The states, actions, and the reward are defined as follow :
-
state : configuration of the \(N\)-sphere swimmer that is caracterized by the length of each arm of the swimmer.
-
action : retracting or extending one of the swimmer’s arms
-
reward : the \(x\)-net displacement gained after performing an action in a certain state.
4. Data files
The data files for the three sphere swimmer are available in Github here [Add the link]

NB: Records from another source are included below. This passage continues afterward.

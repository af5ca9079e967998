use std::collections::HashMap;
use std::sync::Arc;
use tokio::sync::{mpsc, RwLock};
use tracing::{debug, info};
use uuid::Uuid;

/// A browser tab watching run progress over WebSocket.
#[derive(Debug)]
pub struct Viewer {
    /// Id reported to the page in its welcome message.
    pub id: Uuid,
    /// Outbound queue drained by the socket's send task.
    pub tx: mpsc::UnboundedSender<String>,
}

impl Viewer {
    /// A viewer with a fresh id, plus the receiving end of its queue.
    pub fn channel() -> (Self, mpsc::UnboundedReceiver<String>) {
        let (tx, rx) = mpsc::unbounded_channel();
        (
            Self {
                id: Uuid::new_v4(),
                tx,
            },
            rx,
        )
    }
}

/// Open viewers, keyed by id. Every run event is fanned out to all of them.
#[derive(Default)]
pub struct ConnectionManager {
    viewers: RwLock<HashMap<Uuid, Viewer>>,
}

impl ConnectionManager {
    /// An empty, shareable manager.
    pub fn new() -> Arc<Self> {
        Arc::new(Self::default())
    }

    /// Registers `viewer` and returns its id.
    pub async fn add(&self, viewer: Viewer) -> Uuid {
        let id = viewer.id;
        let count = {
            let mut viewers = self.viewers.write().await;
            viewers.insert(id, viewer);
            viewers.len()
        };
        info!(viewer_id = %id, viewers = count, "Viewer joined");
        id
    }

    /// Forgets a viewer. Unknown ids are ignored.
    pub async fn remove(&self, id: Uuid) {
        if self.viewers.write().await.remove(&id).is_some() {
            info!(viewer_id = %id, "Viewer left");
        }
    }

    /// Queues `message` for one viewer. Returns false if it is gone.
    pub async fn send_to(&self, id: Uuid, message: &str) -> bool {
        self.viewers
            .read()
            .await
            .get(&id)
            .is_some_and(|viewer| viewer.tx.send(message.to_string()).is_ok())
    }

    /// Number of open viewers.
    pub async fn viewer_count(&self) -> usize {
        self.viewers.read().await.len()
    }

    /// Queues `message` for every viewer and drops those whose socket closed.
    ///
    /// Returns how many viewers received it.
    pub async fn broadcast(&self, message: &str) -> usize {
        let mut viewers = self.viewers.write().await;
        let before = viewers.len();
        viewers.retain(|_, viewer| viewer.tx.send(message.to_string()).is_ok());
        let stale = before - viewers.len();
        if stale > 0 {
            debug!(stale, "Pruned closed viewers");
        }
        viewers.len()
    }
}

#[cfg(test)]
#[allow(clippy::unwrap_used, clippy::expect_used)]
mod tests {
    use super::*;

    #[tokio::test]
    async fn test_broadcast_reaches_every_viewer() {
        let manager = ConnectionManager::new();
        let (first, mut rx1) = Viewer::channel();
        let (second, mut rx2) = Viewer::channel();
        manager.add(first).await;
        manager.add(second).await;

        assert_eq!(manager.broadcast("progress").await, 2);
        assert_eq!(rx1.recv().await.unwrap(), "progress");
        assert_eq!(rx2.recv().await.unwrap(), "progress");
    }

    #[tokio::test]
    async fn test_closed_viewers_are_pruned() {
        let manager = ConnectionManager::new();
        let (open, _rx_open) = Viewer::channel();
        let (closed, rx_closed) = Viewer::channel();
        manager.add(open).await;
        manager.add(closed).await;
        drop(rx_closed);

        assert_eq!(manager.broadcast("tick").await, 1);
        assert_eq!(manager.viewer_count().await, 1);
    }

    #[tokio::test]
    async fn test_send_to_single_viewer() {
        let manager = ConnectionManager::new();
        let (viewer, mut rx) = Viewer::channel();
        let id = manager.add(viewer).await;

        assert!(manager.send_to(id, "hello").await);
        assert_eq!(rx.recv().await.unwrap(), "hello");
        assert!(!manager.send_to(Uuid::new_v4(), "nobody").await);
    }

    #[tokio::test]
    async fn test_remove_viewer() {
        let manager = ConnectionManager::new();
        let (viewer, _rx) = Viewer::channel();
        let id = manager.add(viewer).await;
        assert_eq!(manager.viewer_count().await, 1);
        manager.remove(id).await;
        assert_eq!(manager.viewer_count().await, 0);
    }
}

5. Inpute parameters for \(Q\)-learning
For all \(N\)-sphere swimmers, we use the following parameters :
Parameter |
Description |
values |
\(\alpha\) |
Learning rate |
1 |
\(\gamma\) |
Discount factor |
0.99 |
\(\epsilon\) |
\(\epsilon\)-greedy parameter |
0.1 |
6. Self-learn the four sphere swimmer
Now we show the learning process of the four sphere swimmer using Q-learning algorithm
The swimmer learns several swimming strategies and changed the strategy once it finds a better one. Finally, it learns the optimal strategy (The traveling wave) after sufficient knowledge (\(N=3613\)).

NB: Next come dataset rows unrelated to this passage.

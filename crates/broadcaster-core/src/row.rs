use serde::{Deserialize, Serialize};
use std::fmt;

/// A single spreadsheet cell as read from the input workbook.
#[derive(Debug, Clone, PartialEq, Serialize, Deserialize, Default)]
#[serde(tag = "type", content = "value", rename_all = "lowercase")]
pub enum CellValue {
    /// Blank cell, missing column, or an error cell such as `#N/A`.
    #[default]
    Empty,
    /// Integer cell.
    Integer(i64),
    /// Floating point cell. Phone numbers typed into a spreadsheet usually
    /// land here, e.g. `919876543210.0`.
    Number(f64),
    /// Text cell, kept verbatim.
    Text(String),
    /// Boolean cell.
    Bool(bool),
}

impl CellValue {
    /// Blank cells and empty strings.
    pub fn is_empty(&self) -> bool {
        match self {
            Self::Empty => true,
            Self::Text(text) => text.is_empty(),
            _ => false,
        }
    }
}

impl fmt::Display for CellValue {
    fn fmt(&self, f: &mut fmt::Formatter<'_>) -> fmt::Result {
        match self {
            Self::Empty => Ok(()),
            Self::Integer(n) => write!(f, "{n}"),
            Self::Number(n) => write!(f, "{n}"),
            Self::Text(text) => f.write_str(text),
            Self::Bool(b) => write!(f, "{b}"),
        }
    }
}

impl From<&str> for CellValue {
    fn from(value: &str) -> Self {
        Self::Text(value.to_string())
    }
}

impl From<String> for CellValue {
    fn from(value: String) -> Self {
        Self::Text(value)
    }
}

impl From<f64> for CellValue {
    fn from(value: f64) -> Self {
        Self::Number(value)
    }
}

impl From<i64> for CellValue {
    fn from(value: i64) -> Self {
        Self::Integer(value)
    }
}

/// One recipient candidate read from the input dataset.
#[derive(Debug, Clone, PartialEq, Serialize, Deserialize)]
pub struct RecipientRow {
    /// 1-based position among the data rows (header excluded).
    pub number: usize,
    /// Raw `telegram_id` cell; any type or format.
    pub telegram_id: CellValue,
    /// Raw `email` cell.
    pub email: CellValue,
}

impl RecipientRow {
    /// Creates a row from its two cells.
    pub fn new(number: usize, telegram_id: impl Into<CellValue>, email: impl Into<CellValue>) -> Self {
        Self {
            number,
            telegram_id: telegram_id.into(),
            email: email.into(),
        }
    }

    /// The email address to deliver to, if the cell holds anything.
    ///
    /// Only blank cells and empty strings count as absent. Surrounding
    /// whitespace is trimmed; whitespace-only text is kept as is, so the send
    /// is attempted and fails on the relay side.
    pub fn email_address(&self) -> Option<String> {
        match &self.email {
            CellValue::Empty => None,
            CellValue::Text(text) if text.is_empty() => None,
            CellValue::Text(text) => {
                let trimmed = text.trim();
                Some(if trimmed.is_empty() { text.as_str() } else { trimmed }.to_string())
            }
            other => Some(other.to_string()),
        }
    }
}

Here are the states of the swimmer in the last sixteen steps of learning. Note that the swimmer state is referred by a list describing the state of each arm with \(True\) or \(False\). \(True\) means the arm is long while \(False\) means it is short.
For N = 3984 the swimmer state is [True, True, True] For N = 3985 the swimmer state is [False, True, True] For N = 3986 the swimmer state is [False, False, True] For N = 3987 the swimmer state is [False, False, False] For N = 3988 the swimmer state is [True, False, False] For N = 3989 the swimmer state is [True, True, False] For N = 3990 the swimmer state is [True, True, True] For N = 3991 the swimmer state is [False, True, True] For N = 3992 the swimmer state is [False, False, True] For N = 3993 the swimmer state is [False, False, False] For N = 3994 the swimmer state is [True, False, False] For N = 3995 the swimmer state is [True, True, False] For N = 3996 the swimmer state is [True, True, True] For N = 3997 the swimmer state is [False, True, True] For N = 3998 the swimmer state is [False, False, True] For N = 3999 the swimmer state is [False, False, False]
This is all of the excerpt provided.